Written on his tombstone is an appeal that he be left to rest in peace:

'Good friend, for Jesus´ sake forbeare
To digg the dust enclosed here!
Blest be ye man that spares thes stones
And curst be he that moues my bones.'

Shakespeare’s widow, Anne, died in 1623 and was buried beside him. Shakespeare's family line came to an end with the death of his grand-daughter Elizabeth in 1670.

The first folio
In 1623, seven years after Shakespeare’s death, John Heminge and Henry Condell (two actors from The King’s Company) had Shakespeare’s plays published by William Jaggard and his son, Isaac. This first folio contained 36 plays (Pericles and The Two Noble Kinsmen were omitted) and sold for £1.

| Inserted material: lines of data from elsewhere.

//! Progress samples emitted while a controller runs.
//!
//! Sampling is rate-limited by a [`CostSampler`], so the only cost on the
//! hot path is one clock read per step. Observers must not block.

use std::sync::mpsc::Sender;

use log::info;

use crate::budget::{CostSampler, TimeBudget};

/// One `(iteration, cost)` sample.
#[derive(Debug, Clone, Copy, PartialEq)]
#[cfg_attr(feature = "serde", derive(serde::Serialize, serde::Deserialize))]
pub struct CostSample {
    /// Controller iteration at which the sample was taken.
    pub iteration: usize,
    /// Cost of the working tour.
    pub cost: f64,
    /// Cost of the incumbent.
    pub best_cost: f64,
}

/// Receives progress samples, e.g. for a live plot.
pub trait ProgressObserver {
    fn on_sample(&mut self, sample: CostSample);
}

/// Discards every sample.
impl ProgressObserver for () {
    fn on_sample(&mut self, _sample: CostSample) {}
}

impl ProgressObserver for Vec<CostSample> {
    fn on_sample(&mut self, sample: CostSample) {
        self.push(sample);
    }
}

/// Forwards samples over a channel. A dropped receiver is ignored so that a
/// closed plot window never stops the search.
impl ProgressObserver for Sender<CostSample> {
    fn on_sample(&mut self, sample: CostSample) {
        let _ = self.send(sample);
    }
}

/// Couples a sampler, the observer and the history kept on the result.
pub(crate) struct ProgressTracker<'a, O: ProgressObserver + ?Sized> {
    sampler: CostSampler,
    history: Vec<CostSample>,
    observer: &'a mut O,
    verbose: bool,
    label: &'static str,
}

impl<'a, O: ProgressObserver + ?Sized> ProgressTracker<'a, O> {
    pub(crate) fn new(observer: &'a mut O, verbose: bool, label: &'static str) -> Self {
        Self {
            sampler: CostSampler::default(),
            history: Vec::new(),
            observer,
            verbose,
            label,
        }
    }

    /// Records a sample if one is due.
    pub(crate) fn record(
        &mut self,
        budget: &TimeBudget,
        iteration: usize,
        cost: f64,
        best_cost: f64,
    ) {
        let elapsed = budget.elapsed();
        if !self.sampler.due(elapsed) {
            return;
        }
        let sample = CostSample {
            iteration,
            cost,
            best_cost,
        };
        if self.verbose {
            info!(
                "{} [{:>7.2}s] iter {:>8}  cost {:.4}  best {:.4}",
                self.label,
                elapsed.as_secs_f64(),
                iteration,
                cost,
                best_cost
            );
        }
        self.history.push(sample);
        self.observer.on_sample(sample);
    }

    pub(crate) fn finish(self) -> Vec<CostSample> {
        self.history
    }
}
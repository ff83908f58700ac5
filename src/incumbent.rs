//! Best valid tour seen during a run.
//!
//! The incumbent is an owned copy, never aliased with a controller's
//! working tour, so worsening tabu moves and kicks cannot touch it.

use log::debug;

use crate::error::Result;
use crate::instance::Instance;
use crate::tour::Tour;

/// Holder for the best tour found so far.
#[derive(Debug, Clone)]
pub struct Incumbent {
    tour: Tour,
    iteration: usize,
    improvements: usize,
}

impl Incumbent {
    /// Seeds the incumbent with a tour, which must be valid.
    pub fn new(instance: &Instance, tour: Tour) -> Result<Self> {
        tour.check(instance)?;
        Ok(Self {
            tour,
            iteration: 0,
            improvements: 0,
        })
    }

    /// Installs `candidate` if it is strictly cheaper and passes the full
    /// validity check. Returns whether it was installed.
    ///
    /// An invalid candidate is an internal consistency failure and is
    /// reported as an error rather than skipped.
    pub fn try_install(
        &mut self,
        instance: &Instance,
        candidate: &Tour,
        iteration: usize,
    ) -> Result<bool> {
        if candidate.cost() >= self.tour.cost() {
            return Ok(false);
        }
        candidate.check(instance)?;
        debug!(
            "new incumbent at iteration {}: {:.6} (was {:.6})",
            iteration,
            candidate.cost(),
            self.tour.cost()
        );
        self.tour.clone_from(candidate);
        self.iteration = iteration;
        self.improvements += 1;
        Ok(true)
    }

    pub fn tour(&self) -> &Tour {
        &self.tour
    }

    pub fn cost(&self) -> f64 {
        self.tour.cost()
    }

    /// Iteration at which the current incumbent was installed.
    pub fn iteration(&self) -> usize {
        self.iteration
    }

    /// Number of successful installs.
    pub fn improvements(&self) -> usize {
        self.improvements
    }

    pub fn into_tour(self) -> Tour {
        self.tour
    }
}
//! Local-search refinement for the Euclidean Traveling Salesman Problem.
//!
//! Takes an instance and an initial tour (e.g. from [`construct::nearest_neighbor`])
//! and improves it with one of three controllers:
//!
//! - **2-opt** ([`opt2`]): steepest descent over edge exchanges until no
//!   exchange improves the tour.
//! - **Tabu Search** ([`tabu`]): keeps taking the best non-tabu 2-opt move,
//!   worsening ones included, with pluggable tenure policies.
//! - **Variable Neighborhood Search** ([`vns`]): alternates 2-opt descent
//!   with random segment-reversal kicks.
//!
//! Every controller polls a cooperative wall-clock [`budget::TimeBudget`]
//! between whole steps and returns the best *valid* tour it has seen.
//!
//! # Architecture
//!
//! Single-threaded and synchronous. A [`tour::Tour`] is an ordered node
//! sequence with a cached cost; moves update the cache incrementally and
//! every externally observable tour is checked against a from-scratch
//! recomputation. Randomness comes from an explicitly seeded RNG
//! ([`settings::Settings::seed`]).

pub mod budget;
pub mod construct;
pub mod error;
pub mod incumbent;
pub mod instance;
pub mod opt2;
pub mod progress;
pub mod refine;
pub mod settings;
pub mod tabu;
pub mod tour;
pub mod vns;

pub use error::{RefineError, Result};
//! Per-node tabu memory.

/// Records, for every node, the iteration at which it was last an endpoint
/// of an applied move.
///
/// A node is tabu at iteration `t` under tenure `k` iff it was touched at
/// some `t0` with `t - t0 <= k`. Untouched nodes are never tabu.
#[derive(Debug, Clone)]
pub struct TabuList {
    last_touched: Vec<Option<usize>>,
}

impl TabuList {
    /// Creates an empty list for `n` nodes.
    pub fn new(n: usize) -> Self {
        Self {
            last_touched: vec![None; n],
        }
    }

    /// Whether `node` is forbidden at `iteration` under `tenure`.
    #[inline]
    pub fn is_tabu(&self, node: usize, iteration: usize, tenure: usize) -> bool {
        self.last_touched[node].is_some_and(|t0| iteration.saturating_sub(t0) <= tenure)
    }

    /// Whether none of `nodes` is tabu.
    #[inline]
    pub fn admits(&self, nodes: &[usize], iteration: usize, tenure: usize) -> bool {
        nodes.iter().all(|&node| !self.is_tabu(node, iteration, tenure))
    }

    /// Marks `nodes` as touched at `iteration`.
    pub fn touch(&mut self, nodes: &[usize], iteration: usize) {
        for &node in nodes {
            self.last_touched[node] = Some(iteration);
        }
    }

    /// Iteration at which `node` was last touched.
    pub fn last_touched(&self, node: usize) -> Option<usize> {
        self.last_touched[node]
    }
}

A chronology of Shakespeare's plays and poems
The authorship debate us a lively one and thinking changes. Some academics believe that plays formerly thought to have been written by Shakespeare alone were in fact co-written. It is now widely accepted that Thomas Middleton (c.1570 - 1627) rather than Shakespeare wrote the Hecate scenes in Macbeth and many believe that Act 1 and Act 4, scene 1 of Titus Andronicus were by George Peele (c.1558 - c.1597).

Sometimes evidence exists to enable precise dating of plays and poems. More often, the information we have is vague. The following, therefore, is a list of approximate dates, based in part upon research by Professor Stanley Wells and Professor Gary Taylor (see Shakespeare: For All Time pg 121 and William Shakespeare: A Textual Companion).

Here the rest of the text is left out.